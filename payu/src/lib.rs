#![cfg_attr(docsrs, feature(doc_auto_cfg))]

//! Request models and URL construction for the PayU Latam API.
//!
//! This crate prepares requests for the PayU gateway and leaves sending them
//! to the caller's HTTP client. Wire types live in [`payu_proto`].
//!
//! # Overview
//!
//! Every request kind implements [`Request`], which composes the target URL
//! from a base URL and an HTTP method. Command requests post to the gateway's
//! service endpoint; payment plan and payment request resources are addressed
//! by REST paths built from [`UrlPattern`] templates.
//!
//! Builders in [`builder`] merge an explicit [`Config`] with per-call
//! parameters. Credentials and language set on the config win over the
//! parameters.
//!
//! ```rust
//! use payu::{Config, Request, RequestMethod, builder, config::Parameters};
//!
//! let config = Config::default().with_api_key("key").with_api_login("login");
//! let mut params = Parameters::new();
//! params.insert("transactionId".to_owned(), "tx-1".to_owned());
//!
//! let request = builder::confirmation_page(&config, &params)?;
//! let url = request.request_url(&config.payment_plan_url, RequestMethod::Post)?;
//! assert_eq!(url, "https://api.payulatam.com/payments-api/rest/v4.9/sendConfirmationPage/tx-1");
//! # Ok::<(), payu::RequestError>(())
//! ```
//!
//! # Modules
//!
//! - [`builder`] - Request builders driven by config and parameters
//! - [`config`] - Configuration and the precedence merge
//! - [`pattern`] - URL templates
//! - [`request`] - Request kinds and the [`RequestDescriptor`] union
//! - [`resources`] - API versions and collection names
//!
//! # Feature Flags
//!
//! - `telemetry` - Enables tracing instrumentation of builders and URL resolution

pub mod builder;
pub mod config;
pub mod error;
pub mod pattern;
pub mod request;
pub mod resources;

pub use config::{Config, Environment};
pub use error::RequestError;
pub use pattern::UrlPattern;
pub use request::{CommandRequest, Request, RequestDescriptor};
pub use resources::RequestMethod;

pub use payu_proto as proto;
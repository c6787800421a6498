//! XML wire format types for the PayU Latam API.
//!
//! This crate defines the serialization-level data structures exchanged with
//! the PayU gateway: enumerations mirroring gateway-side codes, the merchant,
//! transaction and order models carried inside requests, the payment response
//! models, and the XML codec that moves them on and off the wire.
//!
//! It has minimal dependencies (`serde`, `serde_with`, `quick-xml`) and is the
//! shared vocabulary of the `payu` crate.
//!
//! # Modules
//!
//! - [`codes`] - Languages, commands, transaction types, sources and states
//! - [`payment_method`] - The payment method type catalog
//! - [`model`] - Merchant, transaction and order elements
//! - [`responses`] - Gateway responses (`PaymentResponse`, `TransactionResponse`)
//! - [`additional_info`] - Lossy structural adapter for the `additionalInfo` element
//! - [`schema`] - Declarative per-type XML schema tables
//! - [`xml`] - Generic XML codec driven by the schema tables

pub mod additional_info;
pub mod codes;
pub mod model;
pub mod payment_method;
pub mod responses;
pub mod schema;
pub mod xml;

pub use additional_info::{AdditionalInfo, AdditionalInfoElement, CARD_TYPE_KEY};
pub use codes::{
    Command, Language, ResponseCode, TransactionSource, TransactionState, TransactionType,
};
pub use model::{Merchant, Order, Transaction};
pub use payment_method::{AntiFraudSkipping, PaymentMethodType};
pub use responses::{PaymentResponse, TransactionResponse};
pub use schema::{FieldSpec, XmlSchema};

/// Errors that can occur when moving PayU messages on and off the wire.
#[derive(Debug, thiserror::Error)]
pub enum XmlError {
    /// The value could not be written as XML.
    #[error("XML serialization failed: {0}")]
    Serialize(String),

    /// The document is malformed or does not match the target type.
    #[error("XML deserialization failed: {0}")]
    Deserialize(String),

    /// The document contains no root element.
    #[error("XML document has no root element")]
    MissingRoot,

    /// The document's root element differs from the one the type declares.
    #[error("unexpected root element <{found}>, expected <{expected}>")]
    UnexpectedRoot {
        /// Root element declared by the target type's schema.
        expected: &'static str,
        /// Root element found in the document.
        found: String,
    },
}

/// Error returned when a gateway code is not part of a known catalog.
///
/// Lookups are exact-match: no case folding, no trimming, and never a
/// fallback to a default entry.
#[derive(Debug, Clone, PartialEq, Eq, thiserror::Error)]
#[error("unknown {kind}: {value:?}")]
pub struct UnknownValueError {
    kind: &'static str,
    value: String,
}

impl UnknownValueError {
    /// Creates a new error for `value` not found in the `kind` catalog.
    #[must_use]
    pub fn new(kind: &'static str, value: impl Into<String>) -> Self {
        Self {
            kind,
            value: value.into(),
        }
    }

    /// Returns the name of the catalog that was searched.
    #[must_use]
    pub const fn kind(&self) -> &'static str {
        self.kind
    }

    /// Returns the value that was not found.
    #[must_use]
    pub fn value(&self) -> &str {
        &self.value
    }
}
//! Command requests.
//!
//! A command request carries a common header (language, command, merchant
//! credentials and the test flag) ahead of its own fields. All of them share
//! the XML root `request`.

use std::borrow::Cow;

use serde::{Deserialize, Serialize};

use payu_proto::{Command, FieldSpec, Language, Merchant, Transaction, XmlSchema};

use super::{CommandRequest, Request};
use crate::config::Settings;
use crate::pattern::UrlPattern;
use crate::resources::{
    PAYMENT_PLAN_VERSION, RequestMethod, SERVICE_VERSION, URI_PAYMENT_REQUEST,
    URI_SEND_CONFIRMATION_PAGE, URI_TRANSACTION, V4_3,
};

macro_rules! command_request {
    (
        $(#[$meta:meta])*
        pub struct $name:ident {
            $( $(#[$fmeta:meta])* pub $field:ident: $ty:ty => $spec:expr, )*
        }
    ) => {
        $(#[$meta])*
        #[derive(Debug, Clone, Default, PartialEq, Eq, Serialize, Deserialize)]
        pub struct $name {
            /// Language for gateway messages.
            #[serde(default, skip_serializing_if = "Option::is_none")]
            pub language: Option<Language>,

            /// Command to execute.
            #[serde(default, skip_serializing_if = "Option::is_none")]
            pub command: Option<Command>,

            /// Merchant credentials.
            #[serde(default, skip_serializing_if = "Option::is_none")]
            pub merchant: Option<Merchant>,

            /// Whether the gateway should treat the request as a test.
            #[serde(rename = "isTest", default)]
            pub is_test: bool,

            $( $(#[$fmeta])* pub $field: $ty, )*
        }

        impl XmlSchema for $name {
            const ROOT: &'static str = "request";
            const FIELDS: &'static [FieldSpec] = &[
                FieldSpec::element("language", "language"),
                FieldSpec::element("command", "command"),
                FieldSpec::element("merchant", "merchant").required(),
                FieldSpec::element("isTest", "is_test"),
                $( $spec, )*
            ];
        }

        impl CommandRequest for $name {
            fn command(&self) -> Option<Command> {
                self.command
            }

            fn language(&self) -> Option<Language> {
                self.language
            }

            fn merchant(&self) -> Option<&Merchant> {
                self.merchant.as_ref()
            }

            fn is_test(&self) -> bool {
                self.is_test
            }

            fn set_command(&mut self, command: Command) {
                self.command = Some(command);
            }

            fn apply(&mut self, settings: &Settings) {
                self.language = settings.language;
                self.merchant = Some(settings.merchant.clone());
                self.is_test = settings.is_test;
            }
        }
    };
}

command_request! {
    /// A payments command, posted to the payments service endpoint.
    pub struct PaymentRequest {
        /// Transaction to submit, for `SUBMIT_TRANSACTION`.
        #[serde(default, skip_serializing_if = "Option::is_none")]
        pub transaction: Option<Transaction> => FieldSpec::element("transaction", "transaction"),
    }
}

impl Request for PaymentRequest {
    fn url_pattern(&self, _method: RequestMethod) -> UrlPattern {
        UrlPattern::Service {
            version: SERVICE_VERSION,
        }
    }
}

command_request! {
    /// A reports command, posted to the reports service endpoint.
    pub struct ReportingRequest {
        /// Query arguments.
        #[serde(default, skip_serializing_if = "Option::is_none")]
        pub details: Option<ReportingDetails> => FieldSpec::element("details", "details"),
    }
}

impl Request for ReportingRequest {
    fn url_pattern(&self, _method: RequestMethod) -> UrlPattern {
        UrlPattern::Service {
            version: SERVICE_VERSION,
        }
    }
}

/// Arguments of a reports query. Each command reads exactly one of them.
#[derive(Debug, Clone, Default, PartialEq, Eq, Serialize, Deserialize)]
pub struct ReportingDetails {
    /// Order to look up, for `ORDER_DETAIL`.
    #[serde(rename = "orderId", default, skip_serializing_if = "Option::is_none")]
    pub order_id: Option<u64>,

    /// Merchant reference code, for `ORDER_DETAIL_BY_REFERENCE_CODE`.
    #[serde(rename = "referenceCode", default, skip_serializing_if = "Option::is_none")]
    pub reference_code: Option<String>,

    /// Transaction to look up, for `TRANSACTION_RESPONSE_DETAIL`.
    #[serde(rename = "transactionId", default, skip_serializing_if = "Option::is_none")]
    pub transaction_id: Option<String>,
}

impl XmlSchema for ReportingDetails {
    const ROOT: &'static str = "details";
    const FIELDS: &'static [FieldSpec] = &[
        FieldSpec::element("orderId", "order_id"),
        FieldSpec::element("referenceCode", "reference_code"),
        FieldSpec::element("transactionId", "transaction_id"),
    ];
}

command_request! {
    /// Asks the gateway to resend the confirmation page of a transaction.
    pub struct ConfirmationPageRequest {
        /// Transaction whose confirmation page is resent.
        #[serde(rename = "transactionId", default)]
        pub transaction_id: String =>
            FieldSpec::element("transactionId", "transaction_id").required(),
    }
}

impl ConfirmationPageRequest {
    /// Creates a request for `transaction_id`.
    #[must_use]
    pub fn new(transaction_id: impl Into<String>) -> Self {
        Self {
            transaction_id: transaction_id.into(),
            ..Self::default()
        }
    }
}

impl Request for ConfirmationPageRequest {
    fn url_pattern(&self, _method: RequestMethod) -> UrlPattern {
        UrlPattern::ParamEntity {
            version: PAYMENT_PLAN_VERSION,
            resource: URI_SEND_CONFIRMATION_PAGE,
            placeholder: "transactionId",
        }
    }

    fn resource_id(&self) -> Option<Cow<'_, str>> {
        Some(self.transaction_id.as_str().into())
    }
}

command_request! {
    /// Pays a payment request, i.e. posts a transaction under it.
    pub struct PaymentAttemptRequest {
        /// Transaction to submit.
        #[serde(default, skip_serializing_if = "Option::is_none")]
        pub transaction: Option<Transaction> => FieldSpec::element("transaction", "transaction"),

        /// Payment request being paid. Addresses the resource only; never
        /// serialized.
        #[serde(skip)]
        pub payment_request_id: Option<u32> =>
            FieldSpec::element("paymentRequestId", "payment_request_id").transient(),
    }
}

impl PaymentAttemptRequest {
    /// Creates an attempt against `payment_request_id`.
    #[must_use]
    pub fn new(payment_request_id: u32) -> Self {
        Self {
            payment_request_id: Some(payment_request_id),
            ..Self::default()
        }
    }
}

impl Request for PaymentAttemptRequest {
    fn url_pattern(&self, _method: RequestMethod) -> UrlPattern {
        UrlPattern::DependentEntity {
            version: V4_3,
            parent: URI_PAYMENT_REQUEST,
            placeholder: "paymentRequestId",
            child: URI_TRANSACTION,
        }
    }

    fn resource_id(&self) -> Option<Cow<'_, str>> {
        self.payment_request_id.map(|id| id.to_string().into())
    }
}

--------

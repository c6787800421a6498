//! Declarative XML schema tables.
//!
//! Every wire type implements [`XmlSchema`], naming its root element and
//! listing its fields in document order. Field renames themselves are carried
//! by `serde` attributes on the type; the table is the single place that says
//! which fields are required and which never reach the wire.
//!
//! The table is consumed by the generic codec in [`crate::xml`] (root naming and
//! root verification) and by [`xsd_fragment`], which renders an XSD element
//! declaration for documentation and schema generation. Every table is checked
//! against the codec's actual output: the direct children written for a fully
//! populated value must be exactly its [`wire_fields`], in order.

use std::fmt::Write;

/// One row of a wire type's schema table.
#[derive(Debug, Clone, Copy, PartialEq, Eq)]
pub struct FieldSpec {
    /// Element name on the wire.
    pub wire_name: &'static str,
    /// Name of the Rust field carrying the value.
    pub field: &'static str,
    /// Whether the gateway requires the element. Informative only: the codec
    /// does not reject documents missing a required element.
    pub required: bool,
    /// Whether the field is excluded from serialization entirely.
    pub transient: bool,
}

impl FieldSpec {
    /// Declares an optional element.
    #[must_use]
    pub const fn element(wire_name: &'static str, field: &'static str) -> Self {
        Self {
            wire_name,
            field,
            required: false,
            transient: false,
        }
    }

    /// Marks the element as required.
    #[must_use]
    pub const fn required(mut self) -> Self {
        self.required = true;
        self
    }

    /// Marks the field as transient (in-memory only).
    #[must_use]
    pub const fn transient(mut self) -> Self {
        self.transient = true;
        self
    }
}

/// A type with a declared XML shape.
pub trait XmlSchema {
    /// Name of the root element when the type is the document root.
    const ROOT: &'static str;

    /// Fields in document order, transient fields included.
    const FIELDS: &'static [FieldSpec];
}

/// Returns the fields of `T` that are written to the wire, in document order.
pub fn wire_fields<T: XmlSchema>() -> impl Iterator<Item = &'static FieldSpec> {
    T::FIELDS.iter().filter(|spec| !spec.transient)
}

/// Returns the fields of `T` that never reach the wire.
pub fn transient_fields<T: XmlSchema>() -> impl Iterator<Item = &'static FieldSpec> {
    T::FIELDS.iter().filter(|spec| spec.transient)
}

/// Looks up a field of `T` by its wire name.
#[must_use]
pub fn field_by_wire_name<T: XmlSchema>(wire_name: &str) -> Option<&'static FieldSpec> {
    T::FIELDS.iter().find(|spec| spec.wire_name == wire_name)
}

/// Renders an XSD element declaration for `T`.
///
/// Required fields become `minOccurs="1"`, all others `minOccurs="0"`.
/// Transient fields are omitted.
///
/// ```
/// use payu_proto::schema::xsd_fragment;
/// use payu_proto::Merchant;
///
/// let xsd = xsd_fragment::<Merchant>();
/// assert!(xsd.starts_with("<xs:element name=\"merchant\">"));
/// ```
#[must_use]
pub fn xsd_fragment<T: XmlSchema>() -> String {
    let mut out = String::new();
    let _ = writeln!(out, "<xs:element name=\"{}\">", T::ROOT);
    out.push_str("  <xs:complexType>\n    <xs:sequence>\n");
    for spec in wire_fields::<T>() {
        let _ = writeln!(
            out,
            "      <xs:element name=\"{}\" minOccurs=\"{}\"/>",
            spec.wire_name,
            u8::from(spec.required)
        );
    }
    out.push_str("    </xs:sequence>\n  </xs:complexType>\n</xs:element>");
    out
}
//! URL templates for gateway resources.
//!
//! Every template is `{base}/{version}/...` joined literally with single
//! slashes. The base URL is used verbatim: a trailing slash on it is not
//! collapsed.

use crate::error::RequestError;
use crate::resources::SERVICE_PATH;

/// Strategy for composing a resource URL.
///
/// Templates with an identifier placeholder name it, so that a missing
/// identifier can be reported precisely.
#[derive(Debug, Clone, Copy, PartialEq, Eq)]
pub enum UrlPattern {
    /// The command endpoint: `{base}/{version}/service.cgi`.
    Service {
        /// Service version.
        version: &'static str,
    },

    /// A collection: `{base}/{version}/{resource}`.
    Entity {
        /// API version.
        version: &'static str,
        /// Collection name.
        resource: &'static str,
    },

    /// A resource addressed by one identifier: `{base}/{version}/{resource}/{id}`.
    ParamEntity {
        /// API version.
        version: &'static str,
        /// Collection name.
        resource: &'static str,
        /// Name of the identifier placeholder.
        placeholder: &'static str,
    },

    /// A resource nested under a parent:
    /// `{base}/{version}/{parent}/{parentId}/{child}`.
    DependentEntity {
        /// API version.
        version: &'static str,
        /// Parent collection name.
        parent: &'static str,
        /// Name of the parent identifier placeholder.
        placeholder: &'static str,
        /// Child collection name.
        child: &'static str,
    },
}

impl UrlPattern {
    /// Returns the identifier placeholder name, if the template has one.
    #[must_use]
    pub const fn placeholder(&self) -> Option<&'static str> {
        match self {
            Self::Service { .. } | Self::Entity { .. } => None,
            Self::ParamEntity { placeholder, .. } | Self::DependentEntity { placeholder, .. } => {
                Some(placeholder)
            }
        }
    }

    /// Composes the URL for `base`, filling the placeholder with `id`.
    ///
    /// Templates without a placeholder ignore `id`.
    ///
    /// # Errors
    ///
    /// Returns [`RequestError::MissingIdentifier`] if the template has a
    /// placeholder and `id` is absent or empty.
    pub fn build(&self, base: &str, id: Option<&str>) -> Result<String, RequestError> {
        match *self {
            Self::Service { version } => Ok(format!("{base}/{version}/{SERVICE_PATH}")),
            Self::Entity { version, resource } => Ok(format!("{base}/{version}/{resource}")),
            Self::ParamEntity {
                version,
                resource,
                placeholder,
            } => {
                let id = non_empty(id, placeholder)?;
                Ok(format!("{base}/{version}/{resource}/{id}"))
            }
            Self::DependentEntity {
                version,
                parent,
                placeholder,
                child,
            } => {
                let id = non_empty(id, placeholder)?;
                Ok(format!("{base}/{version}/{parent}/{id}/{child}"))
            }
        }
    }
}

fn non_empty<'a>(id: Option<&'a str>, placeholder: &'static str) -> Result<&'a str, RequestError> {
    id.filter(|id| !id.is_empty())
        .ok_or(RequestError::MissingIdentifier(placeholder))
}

--------

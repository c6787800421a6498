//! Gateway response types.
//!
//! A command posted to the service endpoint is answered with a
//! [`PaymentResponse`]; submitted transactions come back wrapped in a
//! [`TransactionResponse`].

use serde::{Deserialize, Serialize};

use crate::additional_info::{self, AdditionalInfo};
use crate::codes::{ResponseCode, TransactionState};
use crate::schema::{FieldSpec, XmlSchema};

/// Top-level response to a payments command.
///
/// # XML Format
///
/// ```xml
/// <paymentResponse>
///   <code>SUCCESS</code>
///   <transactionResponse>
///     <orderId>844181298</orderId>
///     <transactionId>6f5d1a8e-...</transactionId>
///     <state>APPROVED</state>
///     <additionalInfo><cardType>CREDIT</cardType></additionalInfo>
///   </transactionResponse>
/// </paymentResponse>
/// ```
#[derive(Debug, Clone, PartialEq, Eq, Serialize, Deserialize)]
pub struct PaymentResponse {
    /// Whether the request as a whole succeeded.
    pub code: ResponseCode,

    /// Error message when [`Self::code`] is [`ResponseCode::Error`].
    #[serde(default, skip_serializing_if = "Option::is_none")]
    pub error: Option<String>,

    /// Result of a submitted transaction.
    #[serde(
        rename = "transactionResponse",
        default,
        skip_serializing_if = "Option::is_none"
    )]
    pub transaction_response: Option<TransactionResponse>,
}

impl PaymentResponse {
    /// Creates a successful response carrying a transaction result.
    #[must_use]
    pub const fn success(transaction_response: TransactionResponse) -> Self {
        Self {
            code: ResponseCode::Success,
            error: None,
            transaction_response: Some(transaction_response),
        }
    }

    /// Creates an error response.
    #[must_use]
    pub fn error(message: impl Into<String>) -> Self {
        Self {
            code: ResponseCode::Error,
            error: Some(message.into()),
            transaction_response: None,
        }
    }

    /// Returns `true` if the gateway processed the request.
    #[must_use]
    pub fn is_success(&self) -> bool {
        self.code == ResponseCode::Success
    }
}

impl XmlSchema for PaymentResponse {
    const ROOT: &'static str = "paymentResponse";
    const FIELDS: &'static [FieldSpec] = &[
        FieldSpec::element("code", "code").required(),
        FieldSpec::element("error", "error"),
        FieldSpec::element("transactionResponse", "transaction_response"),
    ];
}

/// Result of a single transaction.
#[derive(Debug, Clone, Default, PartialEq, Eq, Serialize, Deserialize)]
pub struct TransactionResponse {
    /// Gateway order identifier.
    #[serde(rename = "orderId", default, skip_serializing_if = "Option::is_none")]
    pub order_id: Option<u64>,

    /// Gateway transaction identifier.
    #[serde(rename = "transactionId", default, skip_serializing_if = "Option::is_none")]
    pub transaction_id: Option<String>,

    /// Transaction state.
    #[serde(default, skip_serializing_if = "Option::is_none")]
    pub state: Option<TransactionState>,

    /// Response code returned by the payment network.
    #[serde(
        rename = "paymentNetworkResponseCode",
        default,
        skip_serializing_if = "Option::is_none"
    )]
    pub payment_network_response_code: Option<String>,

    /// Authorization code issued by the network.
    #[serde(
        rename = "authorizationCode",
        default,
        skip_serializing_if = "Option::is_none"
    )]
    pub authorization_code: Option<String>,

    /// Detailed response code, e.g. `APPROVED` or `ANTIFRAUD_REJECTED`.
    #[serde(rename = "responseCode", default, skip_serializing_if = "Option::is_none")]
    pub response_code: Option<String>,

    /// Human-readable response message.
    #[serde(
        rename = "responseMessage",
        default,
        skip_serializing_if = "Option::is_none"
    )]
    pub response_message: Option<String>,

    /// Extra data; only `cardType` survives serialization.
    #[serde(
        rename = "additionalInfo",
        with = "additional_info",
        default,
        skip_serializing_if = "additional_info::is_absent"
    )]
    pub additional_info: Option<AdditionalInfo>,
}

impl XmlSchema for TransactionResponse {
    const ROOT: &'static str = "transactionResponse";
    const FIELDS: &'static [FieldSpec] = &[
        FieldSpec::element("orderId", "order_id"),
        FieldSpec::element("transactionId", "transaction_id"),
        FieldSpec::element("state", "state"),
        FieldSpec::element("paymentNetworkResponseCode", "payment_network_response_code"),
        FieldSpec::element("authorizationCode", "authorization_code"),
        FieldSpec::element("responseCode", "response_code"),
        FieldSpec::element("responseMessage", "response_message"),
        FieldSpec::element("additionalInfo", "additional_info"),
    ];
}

--------

Using the data above, print exactly the lines from the line that contains "pub struct PaymentResponse" through the line that contains "pub fn is_success(&self)", with both included.

pub struct PaymentResponse {
    /// Whether the request as a whole succeeded.
    pub code: ResponseCode,

    /// Error message when [`Self::code`] is [`ResponseCode::Error`].
    #[serde(default, skip_serializing_if = "Option::is_none")]
    pub error: Option<String>,

    /// Result of a submitted transaction.
    #[serde(
        rename = "transactionResponse",
        default,
        skip_serializing_if = "Option::is_none"
    )]
    pub transaction_response: Option<TransactionResponse>,
}

impl PaymentResponse {
    /// Creates a successful response carrying a transaction result.
    #[must_use]
    pub const fn success(transaction_response: TransactionResponse) -> Self {
        Self {
            code: ResponseCode::Success,
            error: None,
            transaction_response: Some(transaction_response),
        }
    }

    /// Creates an error response.
    #[must_use]
    pub fn error(message: impl Into<String>) -> Self {
        Self {
            code: ResponseCode::Error,
            error: Some(message.into()),
            transaction_response: None,
        }
    }

    /// Returns `true` if the gateway processed the request.
    #[must_use]
    pub fn is_success(&self) -> bool {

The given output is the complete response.